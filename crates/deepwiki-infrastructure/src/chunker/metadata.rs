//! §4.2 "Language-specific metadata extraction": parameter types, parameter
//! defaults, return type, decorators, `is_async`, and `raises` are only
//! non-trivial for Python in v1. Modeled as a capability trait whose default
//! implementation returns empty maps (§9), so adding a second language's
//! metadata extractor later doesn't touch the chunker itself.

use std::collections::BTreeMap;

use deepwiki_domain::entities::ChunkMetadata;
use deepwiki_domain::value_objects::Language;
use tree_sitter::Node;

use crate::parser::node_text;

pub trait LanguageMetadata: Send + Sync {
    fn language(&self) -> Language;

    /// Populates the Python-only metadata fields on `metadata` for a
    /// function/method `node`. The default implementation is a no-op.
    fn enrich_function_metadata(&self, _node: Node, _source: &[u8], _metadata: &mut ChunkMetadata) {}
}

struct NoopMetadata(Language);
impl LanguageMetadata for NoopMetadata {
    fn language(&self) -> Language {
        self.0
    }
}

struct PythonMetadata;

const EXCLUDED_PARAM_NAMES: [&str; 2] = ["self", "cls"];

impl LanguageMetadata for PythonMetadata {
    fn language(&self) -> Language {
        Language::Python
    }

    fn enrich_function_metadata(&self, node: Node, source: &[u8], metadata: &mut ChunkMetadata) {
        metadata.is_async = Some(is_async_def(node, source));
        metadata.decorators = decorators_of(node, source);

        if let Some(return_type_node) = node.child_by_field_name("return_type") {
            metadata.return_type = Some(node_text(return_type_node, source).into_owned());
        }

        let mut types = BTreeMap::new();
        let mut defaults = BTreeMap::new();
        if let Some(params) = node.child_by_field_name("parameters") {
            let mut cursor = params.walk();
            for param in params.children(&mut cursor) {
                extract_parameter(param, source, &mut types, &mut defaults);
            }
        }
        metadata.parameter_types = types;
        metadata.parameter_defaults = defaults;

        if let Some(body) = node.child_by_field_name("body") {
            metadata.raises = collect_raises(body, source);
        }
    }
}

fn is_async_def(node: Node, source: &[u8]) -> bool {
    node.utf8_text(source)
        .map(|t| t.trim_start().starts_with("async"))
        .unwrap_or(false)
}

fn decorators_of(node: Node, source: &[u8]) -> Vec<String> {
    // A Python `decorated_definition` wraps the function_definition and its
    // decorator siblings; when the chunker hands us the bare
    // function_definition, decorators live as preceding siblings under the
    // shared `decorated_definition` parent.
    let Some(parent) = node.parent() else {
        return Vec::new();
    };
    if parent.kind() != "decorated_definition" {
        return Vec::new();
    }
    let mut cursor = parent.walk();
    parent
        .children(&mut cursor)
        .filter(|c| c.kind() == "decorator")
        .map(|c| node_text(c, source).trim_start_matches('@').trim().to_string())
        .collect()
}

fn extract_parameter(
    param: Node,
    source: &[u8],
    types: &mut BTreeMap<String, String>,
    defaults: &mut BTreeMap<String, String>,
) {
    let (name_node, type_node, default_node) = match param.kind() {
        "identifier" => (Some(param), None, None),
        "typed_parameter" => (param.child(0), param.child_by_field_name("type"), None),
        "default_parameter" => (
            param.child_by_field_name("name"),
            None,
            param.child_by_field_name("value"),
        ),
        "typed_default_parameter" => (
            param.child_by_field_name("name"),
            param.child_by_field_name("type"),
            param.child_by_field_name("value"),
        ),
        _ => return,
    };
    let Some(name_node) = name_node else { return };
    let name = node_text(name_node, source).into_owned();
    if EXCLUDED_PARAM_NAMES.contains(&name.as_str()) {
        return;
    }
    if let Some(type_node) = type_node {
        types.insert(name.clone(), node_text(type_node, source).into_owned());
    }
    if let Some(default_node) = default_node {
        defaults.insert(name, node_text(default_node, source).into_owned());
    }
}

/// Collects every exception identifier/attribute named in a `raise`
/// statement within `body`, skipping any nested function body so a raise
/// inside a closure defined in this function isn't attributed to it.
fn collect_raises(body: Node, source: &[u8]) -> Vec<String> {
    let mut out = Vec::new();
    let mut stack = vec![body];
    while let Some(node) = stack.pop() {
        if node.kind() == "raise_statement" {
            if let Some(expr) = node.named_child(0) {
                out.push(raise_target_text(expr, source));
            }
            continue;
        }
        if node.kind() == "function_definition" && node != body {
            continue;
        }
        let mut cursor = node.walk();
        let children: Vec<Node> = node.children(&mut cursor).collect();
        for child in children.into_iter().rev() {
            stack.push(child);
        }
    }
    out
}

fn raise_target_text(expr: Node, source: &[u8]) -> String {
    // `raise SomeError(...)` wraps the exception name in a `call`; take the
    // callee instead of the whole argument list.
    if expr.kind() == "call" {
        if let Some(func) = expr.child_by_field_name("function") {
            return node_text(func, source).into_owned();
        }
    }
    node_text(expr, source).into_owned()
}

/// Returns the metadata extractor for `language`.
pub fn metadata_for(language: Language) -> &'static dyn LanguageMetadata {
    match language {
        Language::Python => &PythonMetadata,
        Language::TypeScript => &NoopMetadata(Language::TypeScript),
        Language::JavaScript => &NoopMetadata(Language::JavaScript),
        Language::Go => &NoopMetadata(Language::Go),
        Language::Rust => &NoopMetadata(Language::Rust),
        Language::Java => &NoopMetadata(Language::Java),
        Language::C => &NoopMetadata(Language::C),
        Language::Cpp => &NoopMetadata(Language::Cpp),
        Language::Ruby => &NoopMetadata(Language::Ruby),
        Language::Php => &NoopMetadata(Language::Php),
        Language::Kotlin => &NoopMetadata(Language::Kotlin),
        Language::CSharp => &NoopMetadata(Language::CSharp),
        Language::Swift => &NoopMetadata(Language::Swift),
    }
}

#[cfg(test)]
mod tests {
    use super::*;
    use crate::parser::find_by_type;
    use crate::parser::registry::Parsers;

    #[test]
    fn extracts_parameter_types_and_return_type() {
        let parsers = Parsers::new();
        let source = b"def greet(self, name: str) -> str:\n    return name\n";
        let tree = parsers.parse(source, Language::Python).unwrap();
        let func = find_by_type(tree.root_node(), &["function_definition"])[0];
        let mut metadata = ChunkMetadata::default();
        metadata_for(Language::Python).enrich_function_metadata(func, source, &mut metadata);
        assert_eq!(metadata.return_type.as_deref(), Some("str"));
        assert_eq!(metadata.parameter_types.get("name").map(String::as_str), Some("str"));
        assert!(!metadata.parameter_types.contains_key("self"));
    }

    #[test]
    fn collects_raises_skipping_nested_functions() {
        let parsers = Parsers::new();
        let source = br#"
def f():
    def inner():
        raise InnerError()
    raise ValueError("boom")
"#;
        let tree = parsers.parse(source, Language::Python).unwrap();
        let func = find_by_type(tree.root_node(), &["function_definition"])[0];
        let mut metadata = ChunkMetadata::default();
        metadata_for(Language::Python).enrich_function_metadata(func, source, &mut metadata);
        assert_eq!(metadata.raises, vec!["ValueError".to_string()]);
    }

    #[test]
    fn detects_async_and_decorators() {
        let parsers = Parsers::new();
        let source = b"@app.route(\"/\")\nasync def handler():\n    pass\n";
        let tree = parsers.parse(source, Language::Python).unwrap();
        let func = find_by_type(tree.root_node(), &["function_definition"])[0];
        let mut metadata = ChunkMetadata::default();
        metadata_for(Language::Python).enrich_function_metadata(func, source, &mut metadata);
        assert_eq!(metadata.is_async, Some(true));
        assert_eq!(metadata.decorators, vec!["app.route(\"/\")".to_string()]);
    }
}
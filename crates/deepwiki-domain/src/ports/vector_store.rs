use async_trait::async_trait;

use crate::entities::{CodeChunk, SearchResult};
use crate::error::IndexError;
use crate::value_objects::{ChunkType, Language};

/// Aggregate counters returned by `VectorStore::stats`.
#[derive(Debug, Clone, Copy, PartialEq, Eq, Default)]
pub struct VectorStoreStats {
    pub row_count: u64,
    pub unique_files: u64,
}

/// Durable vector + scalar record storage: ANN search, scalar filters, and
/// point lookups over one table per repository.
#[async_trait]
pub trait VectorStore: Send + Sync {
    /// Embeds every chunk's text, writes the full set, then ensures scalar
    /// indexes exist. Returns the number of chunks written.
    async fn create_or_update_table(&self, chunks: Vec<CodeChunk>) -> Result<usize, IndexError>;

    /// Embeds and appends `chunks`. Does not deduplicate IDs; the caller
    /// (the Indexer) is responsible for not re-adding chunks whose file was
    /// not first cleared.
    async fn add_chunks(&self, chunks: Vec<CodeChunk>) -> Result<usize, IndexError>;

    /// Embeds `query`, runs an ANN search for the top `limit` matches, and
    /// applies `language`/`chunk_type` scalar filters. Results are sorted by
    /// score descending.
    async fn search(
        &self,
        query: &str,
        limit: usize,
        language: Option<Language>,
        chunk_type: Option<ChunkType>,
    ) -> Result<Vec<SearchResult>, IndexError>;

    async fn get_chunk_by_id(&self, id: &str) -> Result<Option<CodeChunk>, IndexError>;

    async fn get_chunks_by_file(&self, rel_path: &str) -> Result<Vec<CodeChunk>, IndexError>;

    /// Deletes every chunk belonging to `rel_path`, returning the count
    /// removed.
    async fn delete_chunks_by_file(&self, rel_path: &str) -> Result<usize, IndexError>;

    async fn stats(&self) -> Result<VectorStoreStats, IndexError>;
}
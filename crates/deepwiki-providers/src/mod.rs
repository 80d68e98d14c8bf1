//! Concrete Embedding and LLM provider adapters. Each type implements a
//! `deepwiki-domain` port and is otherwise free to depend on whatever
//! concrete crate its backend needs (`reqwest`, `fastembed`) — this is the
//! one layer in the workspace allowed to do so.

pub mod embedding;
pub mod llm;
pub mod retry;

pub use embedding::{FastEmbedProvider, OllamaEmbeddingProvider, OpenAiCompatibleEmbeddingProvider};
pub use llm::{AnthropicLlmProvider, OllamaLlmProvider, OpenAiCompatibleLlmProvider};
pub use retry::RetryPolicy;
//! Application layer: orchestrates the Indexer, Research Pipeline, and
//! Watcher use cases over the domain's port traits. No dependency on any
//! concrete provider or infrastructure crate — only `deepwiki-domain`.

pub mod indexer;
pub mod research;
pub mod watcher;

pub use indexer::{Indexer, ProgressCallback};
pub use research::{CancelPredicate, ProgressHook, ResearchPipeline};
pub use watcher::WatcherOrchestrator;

====================

**ACTIVITY**: Please return exactly the lines from the first line of the material through the one with "is a no-op.", and no lines after it.

**ANSWER TO THIS PROBLEM**:
filename crates/deepwiki-infrastructure/src/chunker/metadata.rs
//! §4.2 "Language-specific metadata extraction": parameter types, parameter
//! defaults, return type, decorators, `is_async`, and `raises` are only
//! non-trivial for Python in v1. Modeled as a capability trait whose default
//! implementation returns empty maps (§9), so adding a second language's
//! metadata extractor later doesn't touch the chunker itself.

use std::collections::BTreeMap;

use deepwiki_domain::entities::ChunkMetadata;
use deepwiki_domain::value_objects::Language;
use tree_sitter::Node;

use crate::parser::node_text;

pub trait LanguageMetadata: Send + Sync {
    fn language(&self) -> Language;

    /// Populates the Python-only metadata fields on `metadata` for a
    /// function/method `node`. The default implementation is a no-op.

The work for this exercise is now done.